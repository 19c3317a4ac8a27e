//! HTTP front end for the capacity forecast benchmark
//!
//! Serves health and Prometheus endpoints plus a small JSON API over a dataset
//! prepared at startup: a featured-data preview, model status and on-demand
//! strategy runs.

pub mod api;
pub mod config;
pub mod state;

pub use api::{create_router, serve};
pub use config::ServerConfig;
pub use state::{load_dataset, AppState, RunStatus};
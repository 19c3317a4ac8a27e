//! Server configuration

use anyhow::Result;
use serde::Deserialize;
use std::path::PathBuf;

/// Server configuration, read from `CFB_SERVER_*` environment variables
#[derive(Debug, Clone, Deserialize)]
pub struct ServerConfig {
    /// Port for the API, health and metrics endpoints
    #[serde(default = "default_api_port")]
    pub api_port: u16,

    /// Telemetry CSV loaded at startup
    #[serde(default = "default_data_path")]
    pub data_path: PathBuf,

    /// Optional TOML file with pipeline settings
    #[serde(default)]
    pub pipeline_config: Option<PathBuf>,

    /// Rows returned by the dataset preview endpoint
    #[serde(default = "default_preview_rows")]
    pub preview_rows: usize,
}

fn default_api_port() -> u16 {
    8080
}

fn default_data_path() -> PathBuf {
    PathBuf::from("data/telemetry.csv")
}

fn default_preview_rows() -> usize {
    1000
}

impl Default for ServerConfig {
    fn default() -> Self {
        Self {
            api_port: default_api_port(),
            data_path: default_data_path(),
            pipeline_config: None,
            preview_rows: default_preview_rows(),
        }
    }
}

impl ServerConfig {
    /// Load configuration from the environment
    pub fn load() -> Result<Self> {
        let config = config::Config::builder()
            .add_source(config::Environment::with_prefix("CFB_SERVER").try_parsing(true))
            .build()?;
        Ok(config.try_deserialize()?)
    }
}
#[cfg(test)]
mod tests {
    use super::*;
    use crate::config::{CPU_USAGE_MHZ, CPU_USAGE_PERCENT};

    fn wave(len: usize) -> Vec<f64> {
        (0..len)
            .map(|t| 40.0 + 15.0 * (t as f64 * 0.5).sin() + (t % 3) as f64)
            .collect()
    }

    fn config() -> PipelineConfig {
        let mut config = PipelineConfig::default();
        config.sequence.target_column = CPU_USAGE_PERCENT.to_string();
        config.sequence.epochs = 2;
        config.probabilistic.num_samples = 50;
        config
    }

    #[test]
    fn test_prepare_from_csv() {
        let csv = "Timestamp [ms];CPU usage [%];CPU usage [MHZ]\n\
                   0;10;100\n\
                   1800;20;200\n\
                   3600;30;300\n\
                   bad;1;1\n\
                   10800;40;400\n";
        let mut config = config();
        config.ingest.delimiter = ';';
        config.ingest.timestamp_unit = crate::config::TimestampUnit::Seconds;
        let pipeline = Pipeline::new(config).unwrap();
        let dataset = pipeline.prepare(csv.as_bytes()).unwrap();

        assert_eq!(dataset.ingest.rows_used, 4);
        assert_eq!(dataset.ingest.rows_dropped(), 1);
        // Buckets 0h, 1h, 2h (empty), 3h
        assert_eq!(dataset.frame.len(), 4);
        assert_eq!(dataset.frame.column(CPU_USAGE_PERCENT).unwrap(), &[30.0, 30.0, 0.0, 40.0]);
        assert_eq!(dataset.frame.column(CPU_USAGE_MHZ).unwrap()[0], 300.0);
        assert_eq!(dataset.resample.as_ref().unwrap().filled_buckets, 1);
    }

    #[test]
    fn test_evaluate_all_sequential_and_parallel_agree() {
        let dataset = PreparedDataset::from_frame(FeatureFrame::from_series(CPU_USAGE_PERCENT, wave(60)));

        let sequential = Pipeline::new(config()).unwrap().evaluate_all(&dataset);
        let mut parallel_config = config();
        parallel_config.evaluation.parallel_strategies = true;
        let parallel = Pipeline::new(parallel_config).unwrap().evaluate_all(&dataset);

        assert_eq!(sequential.strategies.len(), 3);
        for kind in StrategyKind::ALL {
            let a = sequential.outcome(kind).unwrap().result().unwrap();
            let b = parallel.outcome(kind).unwrap().result().unwrap();
            assert_eq!(a.predictions(), b.predictions());
            assert!(a.points().len() <= 10);
        }
        let ranking = sequential.ranking();
        assert_eq!(ranking.len(), 3);
        assert!(ranking[0].metrics().rmse <= ranking[2].metrics().rmse);
    }

    #[test]
    fn test_missing_target_fails_only_that_strategy() {
        let dataset = PreparedDataset::from_frame(FeatureFrame::from_series(CPU_USAGE_PERCENT, wave(40)));
        let mut config = config();
        config.sequence.target_column = CPU_USAGE_MHZ.to_string();
        let report = Pipeline::new(config).unwrap().evaluate_all(&dataset);

        match report.outcome(StrategyKind::Sequence).unwrap() {
            StrategyOutcome::Failed { kind, .. } => assert_eq!(kind, "missing_column"),
            other => panic!("expected failure, got {:?}", other),
        }
        assert!(report.outcome(StrategyKind::Autoregressive).unwrap().result().is_some());
        assert_eq!(report.ranking().len(), 2);
    }

    #[test]
    fn test_unscorable_strategy_keeps_skip_accounting() {
        // A NaN in the training history makes every AR refit fail
        let mut values = wave(40);
        values[5] = f64::NAN;
        let dataset = PreparedDataset::from_frame(FeatureFrame::from_series(CPU_USAGE_PERCENT, values));
        let report = Pipeline::new(config())
            .unwrap()
            .evaluate_many(&dataset, &[StrategyKind::Autoregressive]);

        match report.outcome(StrategyKind::Autoregressive).unwrap() {
            StrategyOutcome::Failed {
                kind,
                points,
                skipped,
                ..
            } => {
                assert_eq!(kind, "insufficient_results");
                assert!(points.is_empty());
                assert_eq!(skipped.len(), 10);
                assert!(skipped.iter().all(|s| s.kind == "fit_failure"));
                assert!(skipped.iter().all(|s| !s.reason.is_empty()));
            }
            other => panic!("expected failure, got {:?}", other),
        }
        assert_eq!(report.total_skipped_steps(), 10);

        let json = serde_json::to_value(&report).unwrap();
        let failed = &json["strategies"][0];
        assert_eq!(failed["status"], "failed");
        assert_eq!(failed["skipped"].as_array().unwrap().len(), 10);
    }

    #[test]
    fn test_structural_failure_reports_no_skips() {
        let dataset = PreparedDataset::from_frame(FeatureFrame::from_series(CPU_USAGE_PERCENT, wave(40)));
        let mut config = config();
        config.autoregressive.target_column = "absent".to_string();
        let outcome = Pipeline::new(config)
            .unwrap()
            .evaluate_outcome(&dataset, StrategyKind::Autoregressive);
        assert!(outcome.result().is_none());
        assert!(outcome.skipped().is_empty());
    }

    #[test]
    fn test_sequence_reports_train_metrics() {
        let dataset = PreparedDataset::from_frame(FeatureFrame::from_series(CPU_USAGE_PERCENT, wave(40)));
        let result = Pipeline::new(config())
            .unwrap()
            .evaluate(&dataset, StrategyKind::Sequence)
            .unwrap();
        assert!(result.train_metrics().is_some());
        assert_eq!(result.target(), CPU_USAGE_PERCENT);
    }

    #[test]
    fn test_probabilistic_points_carry_distributions() {
        let dataset = PreparedDataset::from_frame(FeatureFrame::from_series(CPU_USAGE_PERCENT, wave(40)));
        let result = Pipeline::new(config())
            .unwrap()
            .evaluate(&dataset, StrategyKind::Probabilistic)
            .unwrap();
        assert!(result.points().iter().all(|p| p.distribution.is_some()));
    }

    #[test]
    fn test_invalid_config_rejected() {
        let mut config = config();
        config.autoregressive.split_fraction = 1.5;
        assert!(matches!(Pipeline::new(config), Err(PipelineError::InvalidConfig(_))));
    }
}
//! Walk-forward forecasting
//!
//! A single rolling loop drives every model family through the
//! `ForecastStrategy` step contract:
//! - autoregressive: refit AR(p) on the full history each step
//! - sequence: a regressor trained once, applied to the last `L` scaled values
//! - probabilistic: AR(p) emitting a sampled predictive distribution
//!
//! The loop always extends history with the observed test value, never with
//! its own forecast.

mod autoregressive;
mod lstm;
mod onnx;
mod probabilistic;
mod sequence;

pub use autoregressive::{ArFit, AutoregressiveStrategy};
pub use lstm::{LstmConfig, LstmRegressor};
pub use onnx::{sha256_hex, OnnxRegressor};
pub use probabilistic::ProbabilisticStrategy;
pub use sequence::{SequenceRegressor, SequenceStrategy};

use crate::error::{PipelineError, Result};
use serde::{Deserialize, Serialize};
use std::time::Instant;
use tracing::{debug, warn};

/// Model families benchmarked by the pipeline
#[derive(Debug, Clone, Copy, PartialEq, Eq, Hash, Serialize, Deserialize)]
#[serde(rename_all = "lowercase")]
pub enum StrategyKind {
    Autoregressive,
    Sequence,
    Probabilistic,
}

impl StrategyKind {
    pub const ALL: [StrategyKind; 3] = [
        StrategyKind::Autoregressive,
        StrategyKind::Sequence,
        StrategyKind::Probabilistic,
    ];

    pub fn as_str(&self) -> &'static str {
        match self {
            StrategyKind::Autoregressive => "autoregressive",
            StrategyKind::Sequence => "sequence",
            StrategyKind::Probabilistic => "probabilistic",
        }
    }

    /// Resolve a strategy from its name or the classic model alias
    pub fn parse(name: &str) -> Option<Self> {
        match name.to_ascii_lowercase().as_str() {
            "autoregressive" | "ar" | "arima" => Some(StrategyKind::Autoregressive),
            "sequence" | "lstm" => Some(StrategyKind::Sequence),
            "probabilistic" | "deepar" => Some(StrategyKind::Probabilistic),
            _ => None,
        }
    }
}

impl std::fmt::Display for StrategyKind {
    fn fmt(&self, f: &mut std::fmt::Formatter<'_>) -> std::fmt::Result {
        f.write_str(self.as_str())
    }
}

/// Summary of a per-step predictive distribution
#[derive(Debug, Clone, PartialEq, Serialize)]
pub struct PredictiveDistribution {
    pub mean: f64,
    pub median: f64,
    pub std_dev: f64,
    /// (level, value) pairs, e.g. (0.1, p10)
    pub quantiles: Vec<(f64, f64)>,
}

impl PredictiveDistribution {
    pub fn quantile(&self, level: f64) -> Option<f64> {
        self.quantiles
            .iter()
            .find(|(l, _)| (l - level).abs() < 1e-9)
            .map(|(_, v)| *v)
    }
}

/// One-step forecast emitted by a strategy
#[derive(Debug, Clone, PartialEq)]
pub struct StepForecast {
    pub point: f64,
    pub distribution: Option<PredictiveDistribution>,
}

impl StepForecast {
    pub fn point(point: f64) -> Self {
        Self {
            point,
            distribution: None,
        }
    }
}

/// Step contract shared by every model family
pub trait ForecastStrategy: Send {
    /// Strategy name used in logs and results
    fn name(&self) -> &str;

    /// Fit (or reuse) the model on `history` and forecast the next value
    fn fit_and_predict_one_step(&mut self, history: &[f64]) -> Result<StepForecast>;
}

/// A scored step of the rolling loop
#[derive(Debug, Clone, PartialEq, Serialize)]
pub struct ForecastPoint {
    /// Zero-based position in the test split
    pub step: usize,
    pub predicted: f64,
    pub actual: f64,
    #[serde(skip_serializing_if = "Option::is_none")]
    pub distribution: Option<PredictiveDistribution>,
    pub elapsed_us: u64,
}

/// A step whose fit failed and was recorded as a gap
#[derive(Debug, Clone, PartialEq, Serialize)]
pub struct SkippedStep {
    pub step: usize,
    pub actual: f64,
    pub kind: String,
    pub reason: String,
}

/// Everything a rolling run produced, in step order
#[derive(Debug, Clone, Serialize)]
pub struct RollingOutcome {
    pub strategy: String,
    pub points: Vec<ForecastPoint>,
    pub skipped: Vec<SkippedStep>,
    pub steps_attempted: usize,
    pub train_len: usize,
    pub test_len: usize,
    pub history_len: usize,
}

/// Walk-forward one-step-ahead evaluator
#[derive(Debug, Clone, Copy, Default)]
pub struct RollingForecaster {
    max_steps: Option<usize>,
}

impl RollingForecaster {
    pub fn new(max_steps: Option<usize>) -> Self {
        Self { max_steps }
    }

    pub fn max_steps(&self) -> Option<usize> {
        self.max_steps
    }

    /// Run the expanding-window loop over `test`, seeded with `train`.
    ///
    /// A failed step is recorded in `skipped` and the loop continues; the
    /// observed value is still appended so later steps see the true history.
    pub fn run(
        &self,
        strategy: &mut dyn ForecastStrategy,
        train: &[f64],
        test: &[f64],
    ) -> Result<RollingOutcome> {
        if train.is_empty() {
            return Err(PipelineError::InsufficientData { needed: 0, got: 0 });
        }

        let steps = self.max_steps.map_or(test.len(), |cap| cap.min(test.len()));
        let mut history: Vec<f64> = Vec::with_capacity(train.len() + steps);
        history.extend_from_slice(train);

        let mut points = Vec::with_capacity(steps);
        let mut skipped = Vec::new();

        for (step, &actual) in test.iter().take(steps).enumerate() {
            let start = Instant::now();
            match strategy.fit_and_predict_one_step(&history) {
                Ok(forecast) if forecast.point.is_finite() => {
                    debug!(
                        strategy = strategy.name(),
                        step,
                        predicted = forecast.point,
                        actual,
                        "Rolling step forecast"
                    );
                    points.push(ForecastPoint {
                        step,
                        predicted: forecast.point,
                        actual,
                        distribution: forecast.distribution,
                        elapsed_us: start.elapsed().as_micros() as u64,
                    });
                }
                Ok(forecast) => {
                    warn!(
                        strategy = strategy.name(),
                        step,
                        predicted = forecast.point,
                        "Non-finite forecast, skipping step"
                    );
                    skipped.push(SkippedStep {
                        step,
                        actual,
                        kind: "fit_failure".to_string(),
                        reason: format!("non-finite forecast {}", forecast.point),
                    });
                }
                Err(e) if e.is_recoverable() => {
                    warn!(strategy = strategy.name(), step, error = %e, "Step failed, skipping");
                    skipped.push(SkippedStep {
                        step,
                        actual,
                        kind: e.kind().to_string(),
                        reason: e.to_string(),
                    });
                }
                Err(e) => return Err(e),
            }
            history.push(actual);
        }

        Ok(RollingOutcome {
            strategy: strategy.name().to_string(),
            points,
            skipped,
            steps_attempted: steps,
            train_len: train.len(),
            test_len: test.len(),
            history_len: history.len(),
        })
    }
}

#[cfg(test)]
mod tests {
    use super::*;

    /// Predicts the last value and records what it saw
    struct Recorder {
        seen: Vec<(usize, f64)>,
        fail_on_call: Option<usize>,
        fatal: bool,
    }

    impl Recorder {
        fn new() -> Self {
            Self {
                seen: Vec::new(),
                fail_on_call: None,
                fatal: false,
            }
        }
    }

    impl ForecastStrategy for Recorder {
        fn name(&self) -> &str {
            "recorder"
        }

        fn fit_and_predict_one_step(&mut self, history: &[f64]) -> Result<StepForecast> {
            let call = self.seen.len();
            let last = *history.last().unwrap();
            self.seen.push((history.len(), last));
            if self.fail_on_call == Some(call) {
                if self.fatal {
                    return Err(PipelineError::EmptyDataset);
                }
                return Err(PipelineError::FitFailure("did not converge".into()));
            }
            // Deliberately wrong so appended values are distinguishable
            Ok(StepForecast::point(last + 1000.0))
        }
    }

    #[test]
    fn test_history_extended_with_ground_truth() {
        let train = [1.0, 2.0, 3.0];
        let test = [10.0, 20.0, 30.0, 40.0];
        let mut strategy = Recorder::new();
        let outcome = RollingForecaster::new(None)
            .run(&mut strategy, &train, &test)
            .unwrap();

        assert_eq!(outcome.points.len(), 4);
        // Call t sees len(train) + t values, the last being the observed test[t-1]
        assert_eq!(strategy.seen[0], (3, 3.0));
        for t in 1..test.len() {
            assert_eq!(strategy.seen[t], (train.len() + t, test[t - 1]));
        }
        assert_eq!(outcome.history_len, train.len() + test.len());
        for (point, actual) in outcome.points.iter().zip(test) {
            assert_eq!(point.actual, actual);
        }
    }

    #[test]
    fn test_step_cap_bounds_pairs() {
        let train = [1.0, 2.0];
        let test: Vec<f64> = (0..50).map(|i| i as f64).collect();
        let mut strategy = Recorder::new();
        let outcome = RollingForecaster::new(Some(7))
            .run(&mut strategy, &train, &test)
            .unwrap();
        assert_eq!(outcome.points.len(), 7);
        assert_eq!(outcome.steps_attempted, 7);
        assert_eq!(outcome.history_len, 9);
    }

    #[test]
    fn test_cap_larger_than_test_split() {
        let mut strategy = Recorder::new();
        let outcome = RollingForecaster::new(Some(100))
            .run(&mut strategy, &[1.0], &[2.0, 3.0])
            .unwrap();
        assert_eq!(outcome.points.len(), 2);
    }

    #[test]
    fn test_failed_step_is_skipped_not_fatal() {
        let mut strategy = Recorder::new();
        strategy.fail_on_call = Some(1);
        let outcome = RollingForecaster::new(None)
            .run(&mut strategy, &[1.0, 2.0], &[3.0, 4.0, 5.0])
            .unwrap();

        assert_eq!(outcome.points.len(), 2);
        assert_eq!(outcome.skipped.len(), 1);
        assert_eq!(outcome.skipped[0].step, 1);
        assert_eq!(outcome.skipped[0].kind, "fit_failure");
        // The observed value is still appended after a skipped step
        assert_eq!(strategy.seen[2], (4, 4.0));
        let steps: Vec<usize> = outcome.points.iter().map(|p| p.step).collect();
        assert_eq!(steps, vec![0, 2]);
    }

    #[test]
    fn test_structural_error_aborts() {
        let mut strategy = Recorder::new();
        strategy.fail_on_call = Some(0);
        strategy.fatal = true;
        let result = RollingForecaster::new(None).run(&mut strategy, &[1.0], &[2.0]);
        assert!(matches!(result, Err(PipelineError::EmptyDataset)));
    }

    #[test]
    fn test_empty_train_rejected() {
        let mut strategy = Recorder::new();
        assert!(matches!(
            RollingForecaster::new(None).run(&mut strategy, &[], &[1.0]),
            Err(PipelineError::InsufficientData { needed: 0, got: 0 })
        ));
    }

    #[test]
    fn test_strategy_kind_aliases() {
        assert_eq!(StrategyKind::parse("ARIMA"), Some(StrategyKind::Autoregressive));
        assert_eq!(StrategyKind::parse("lstm"), Some(StrategyKind::Sequence));
        assert_eq!(StrategyKind::parse("deepar"), Some(StrategyKind::Probabilistic));
        assert_eq!(StrategyKind::parse("prophet"), None);
        assert_eq!(StrategyKind::Sequence.to_string(), "sequence");
    }
}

===

→ Work task
Show, from the entries above, every line that includes the string "skipping".

→ Your response
                        "Non-finite forecast, skipping step"
                    warn!(strategy = strategy.name(), step, error = %e, "Step failed, skipping");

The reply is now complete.